//! In-memory outbox.

use crate::notification::{
    domain::OutboundMessage,
    ports::{DeliveryError, DeliveryResult, MessageSender},
};
use async_trait::async_trait;
use std::collections::BTreeSet;
use std::sync::{Arc, RwLock};

#[derive(Debug, Default)]
struct Outbox {
    sent: Vec<OutboundMessage>,
    rejected_addresses: BTreeSet<String>,
}

/// Records sent messages and rejects configured addresses.
#[derive(Debug, Clone, Default)]
pub struct InMemoryMessageSender {
    outbox: Arc<RwLock<Outbox>>,
}

impl InMemoryMessageSender {
    /// Creates an empty outbox.
    #[must_use]
    pub fn new() -> Self {
        Self::default()
    }

    /// Rejects every message to `address`.
    pub fn reject(&self, address: impl Into<String>) {
        if let Ok(mut outbox) = self.outbox.write() {
            outbox.rejected_addresses.insert(address.into());
        }
    }

    /// Returns the messages sent so far.
    #[must_use]
    pub fn sent(&self) -> Vec<OutboundMessage> {
        self.outbox
            .read()
            .map(|outbox| outbox.sent.clone())
            .unwrap_or_default()
    }

    /// Returns the messages sent to `address`.
    #[must_use]
    pub fn sent_to(&self, address: &str) -> Vec<OutboundMessage> {
        self.sent()
            .into_iter()
            .filter(|message| message.to == address)
            .collect()
    }
}

#[async_trait]
impl MessageSender for InMemoryMessageSender {
    async fn send(&self, message: &OutboundMessage) -> DeliveryResult<()> {
        let mut outbox = self.outbox.write().map_err(|err| {
            DeliveryError::Unavailable(Arc::new(std::io::Error::other(err.to_string())))
        })?;
        if outbox.rejected_addresses.contains(&message.to) {
            return Err(DeliveryError::Rejected {
                address: message.to.clone(),
                reason: "address rejected".to_owned(),
            });
        }
        outbox.sent.push(message.clone());
        Ok(())
    }
}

→ **WHAT YOU ARE ASKED TO DO**
If a line above holds the string "RwLock", return it as it stands.

→ **TASK OUTPUT**
use std::sync::{Arc, RwLock};
    outbox: Arc<RwLock<Outbox>>,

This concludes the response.